What followed that day was both scary & painful, and in my head hilariously funny. My shower hadn’t done anything to ease my back, which I thought was a result of being laid down in one position most of the day and all night, but as I sat in my room it got worse and worse. Yep you know what’s coming!!! I think subconsciously I did too as by 0730 I was encouraging Jon to drive in early. When he arrived he found me pacing the room to ease my back. Soon the backache was coming in strong waves rather than constant so the midwife went to get a doctor. 2cm dilated! Round to delivery we went and thank god it was Gail again. That day was one of the most surreal I’ve ever had. Like an out of body experience kind of day. I won’t share all the details with you but I did learn a few things:

  • I am hilarious on gas and air. Seriously. A comedy genius. I’m sure Jon agrees deep down…
  • I have public peeing issues. Yes I know a delivery room isn’t public but I couldn’t bring myself to pee lying down on a bed into a cardboard bowl. I mean where’s the dignity in that?!?!
  • You can get sick really really quick. Seriously. Mega quick.

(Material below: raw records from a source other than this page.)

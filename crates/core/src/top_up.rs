//! Top-up request status machine.
//!
//! A request is created `pending` and moves to `completed` exactly once.
//! `completed` is terminal. The status strings are stored verbatim in the
//! `top_up_requests.status` column and must match its CHECK constraint.

use chrono::Duration;
use serde::{Deserialize, Serialize};

use crate::error::CoreError;
use crate::types::Timestamp;

pub const STATUS_PENDING: &str = "pending";
pub const STATUS_COMPLETED: &str = "completed";

/// All valid status strings.
pub const VALID_STATUSES: &[&str] = &[STATUS_PENDING, STATUS_COMPLETED];

/// Default age after which a pending request is reported as stale.
pub const DEFAULT_STALE_AFTER_MINS: i64 = 24 * 60;

#[derive(Debug, Clone, Copy, PartialEq, Eq, Serialize, Deserialize)]
#[serde(rename_all = "snake_case")]
pub enum TopUpStatus {
    Pending,
    Completed,
}

impl TopUpStatus {
    /// Convert from a database string value.
    pub fn from_str_value(s: &str) -> Result<Self, String> {
        match s {
            STATUS_PENDING => Ok(Self::Pending),
            STATUS_COMPLETED => Ok(Self::Completed),
            _ => Err(format!(
                "Invalid top-up status '{s}'. Must be one of: {}",
                VALID_STATUSES.join(", ")
            )),
        }
    }

    /// Convert to the database string value.
    pub fn as_str(&self) -> &'static str {
        match self {
            Self::Pending => STATUS_PENDING,
            Self::Completed => STATUS_COMPLETED,
        }
    }

    /// Whether moving from `self` to `next` is a legal transition.
    ///
    /// The only legal move is `pending -> completed`.
    pub fn can_transition_to(&self, next: TopUpStatus) -> bool {
        matches!((self, next), (Self::Pending, Self::Completed))
    }
}

/// The creation cutoff for requests older than `mins` minutes at `now`.
///
/// Rejects negative ages and ages that fall outside the representable
/// timestamp range.
pub fn created_cutoff(now: Timestamp, mins: i64) -> Result<Timestamp, CoreError> {
    if mins < 0 {
        return Err(CoreError::Validation(
            "Age in minutes must not be negative".into(),
        ));
    }
    Duration::try_minutes(mins)
        .and_then(|age| now.checked_sub_signed(age))
        .ok_or_else(|| CoreError::Validation(format!("Age of {mins} minutes is out of range")))
}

So there I was, telling some amazing jokes in between contractions, Mc Dreamy has been and done another scan and baby’s not quite in the right position. So plan is they’re going to give it a bit more time to see if baby moves round as labour progresses, but I need to prepare myself for a c-section. I think at this point I even called McDreamy, McDreamy to his face or maybe even upgraded him to McSteamy… Needless to say I’d be mortified if I saw him now. Anyway, I digress.. mmm.. McSteamy..

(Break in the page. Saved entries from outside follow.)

//! Handlers for the `/auth` resource (register, login, password change).

use axum::extract::State;
use axum::Json;
use nexus_core::error::CoreError;
use nexus_core::validation::{
    normalize_email, validate_email, validate_password_strength, MIN_PASSWORD_LENGTH,
};
use nexus_db::models::user::{AccountView, CreateUser};
use nexus_db::repositories::UserRepo;
use nexus_events::StoreEvent;
use serde::{Deserialize, Serialize};

use super::require;
use crate::auth::jwt::generate_access_token;
use crate::auth::password::{hash_password, verify_password};
use crate::error::{AppError, AppResult};
use crate::middleware::auth::CurrentUser;
use crate::state::AppState;

// ---------------------------------------------------------------------------
// Request / response types
// ---------------------------------------------------------------------------

/// Request body for `POST /auth/register` and `POST /auth/login`.
#[derive(Debug, Deserialize)]
pub struct CredentialsRequest {
    #[serde(default)]
    pub email: String,
    #[serde(default)]
    pub password: String,
}

/// Request body for `POST /auth/reset-password`.
#[derive(Debug, Deserialize)]
#[serde(rename_all = "camelCase")]
pub struct ChangePasswordRequest {
    #[serde(default)]
    pub current_password: String,
    #[serde(default)]
    pub new_password: String,
}

#[derive(Debug, Serialize)]
pub struct RegisterResponse {
    pub message: String,
    pub user: AccountView,
}

#[derive(Debug, Serialize)]
pub struct LoginResponse {
    pub token: String,
    pub user: AccountView,
}

#[derive(Debug, Serialize)]
pub struct MessageResponse {
    pub message: String,
}

impl MessageResponse {
    pub fn new(message: impl Into<String>) -> Json<Self> {
        Json(Self {
            message: message.into(),
        })
    }
}

// ---------------------------------------------------------------------------
// Handlers
// ---------------------------------------------------------------------------

/// POST /auth/register
///
/// Create an account with a zero balance.
pub async fn register(
    State(state): State<AppState>,
    Json(input): Json<CredentialsRequest>,
) -> AppResult<Json<RegisterResponse>> {
    if input.email.trim().is_empty() || input.password.is_empty() {
        return Err(CoreError::Validation("Email and password required".into()).into());
    }
    let email = validate_email(&input.email)?;
    validate_password_strength(&input.password, MIN_PASSWORD_LENGTH)?;

    if UserRepo::find_by_email(&state.pool, &email).await?.is_some() {
        return Err(AppError::BadRequest("Email already registered".into()));
    }

    let password_hash = hash_password(&input.password)
        .map_err(|e| AppError::InternalError(format!("Password hashing error: {e}")))?;

    // A concurrent registration for the same email surfaces as a 409 from
    // `uq_users_email`.
    let user = UserRepo::create(&state.pool, &CreateUser { email, password_hash }).await?;

    tracing::info!(user_id = user.id, email = %user.email, "User registered");
    state
        .event_bus
        .publish(StoreEvent::user_registered(user.id, &user.email));

    Ok(Json(RegisterResponse {
        message: "Registered successfully".into(),
        user: AccountView::from(&user),
    }))
}

/// POST /auth/login
///
/// Exchange email + password for a session token. Frozen accounts may log
/// in; the `frozen` flag in the response tells the client to lock the UI.
pub async fn login(
    State(state): State<AppState>,
    Json(input): Json<CredentialsRequest>,
) -> AppResult<Json<LoginResponse>> {
    if input.email.trim().is_empty() || input.password.is_empty() {
        return Err(CoreError::Validation("Email and password required".into()).into());
    }

    let invalid = || AppError::Core(CoreError::Unauthorized("Invalid credentials".into()));

    let user = UserRepo::find_by_email(&state.pool, &normalize_email(&input.email))
        .await?
        .ok_or_else(invalid)?;

    let password_valid = verify_password(&input.password, &user.password_hash)
        .map_err(|e| AppError::InternalError(format!("Password verification error: {e}")))?;
    if !password_valid {
        tracing::debug!(user_id = user.id, "Login rejected: wrong password");
        return Err(invalid());
    }

    let token = generate_access_token(user.id, &state.config.jwt)
        .map_err(|e| AppError::InternalError(format!("Token generation error: {e}")))?;

    Ok(Json(LoginResponse {
        token,
        user: AccountView::from(&user),
    }))
}

/// POST /auth/reset-password
///
/// Change the caller's password after re-checking the current one.
pub async fn reset_password(
    State(state): State<AppState>,
    CurrentUser(user): CurrentUser,
    Json(input): Json<ChangePasswordRequest>,
) -> AppResult<Json<MessageResponse>> {
    require(&input.current_password, "Current and new password are required")?;
    require(&input.new_password, "Current and new password are required")?;

    let current_valid = verify_password(&input.current_password, &user.password_hash)
        .map_err(|e| AppError::InternalError(format!("Password verification error: {e}")))?;
    if !current_valid {
        return Err(CoreError::Unauthorized("Incorrect current password".into()).into());
    }

    validate_password_strength(&input.new_password, MIN_PASSWORD_LENGTH)?;
    let new_hash = hash_password(&input.new_password)
        .map_err(|e| AppError::InternalError(format!("Password hashing error: {e}")))?;

    UserRepo::update_password(&state.pool, user.id, &new_hash).await?;
    tracing::info!(user_id = user.id, "Password changed");

    Ok(MessageResponse::new("Password updated successfully"))
}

So we have a chat with the neonate registrar about what they’re going to do with baby post delivery/ c-section, the anaesthetist about sticking a giant needle in my back (yep still wasn’t keen on that one) and the obstetrician. Then it literally was a case of everything changed in a second. One second I was happy and laughing and joking and the next I was shivering uncontrollably and felt… well I can’t really describe how I felt. I imagine it’s a bit like how men think they feel with man flu – but way worse. Maybe a combination of having man-flu and how I imagine anthrax poisoning feels. So we’ll call it manthrax for giggles. It was grown up teeth chattering, shivering and shaking uncontrollably and then it all starts getting a bit hazy. I vaguely remember blankets being piled on me, the doctor holding some big yellow bit of paper for me to sign and then the next thing I knew I was being wheeled into the operating room. Jon would tell me the next day that it was as if I went into shut down mode (that manthrax is bad). He said that in the short time it took to wheel me across the corridor into theatre my temperature jumped up 5°C. I remember the pain of contractions fighting the uncontrollable shivering, vomiting on someone’s shoes (very sorry whichever doctor/nurse that was), lots of people talking around me, feeling pretty naked, and hearing someone saying something about not being able to get a line into me as I was shutting down. Last thing I remember is the senior anaesthetist telling me it was too late for an epidural, they had to put me under a general right now. I don’t think I even had the nous to crack a joke.

I would know nothing until later that day when I woke up in a cloud of morphine. Poor Jon. He told me he found himself stood in a pair of scrubs alone in the delivery room having been told he couldn’t go in to watch as they thought I had sepsis. He told me afterwards that at that point he was now worried he was going to lose both of us.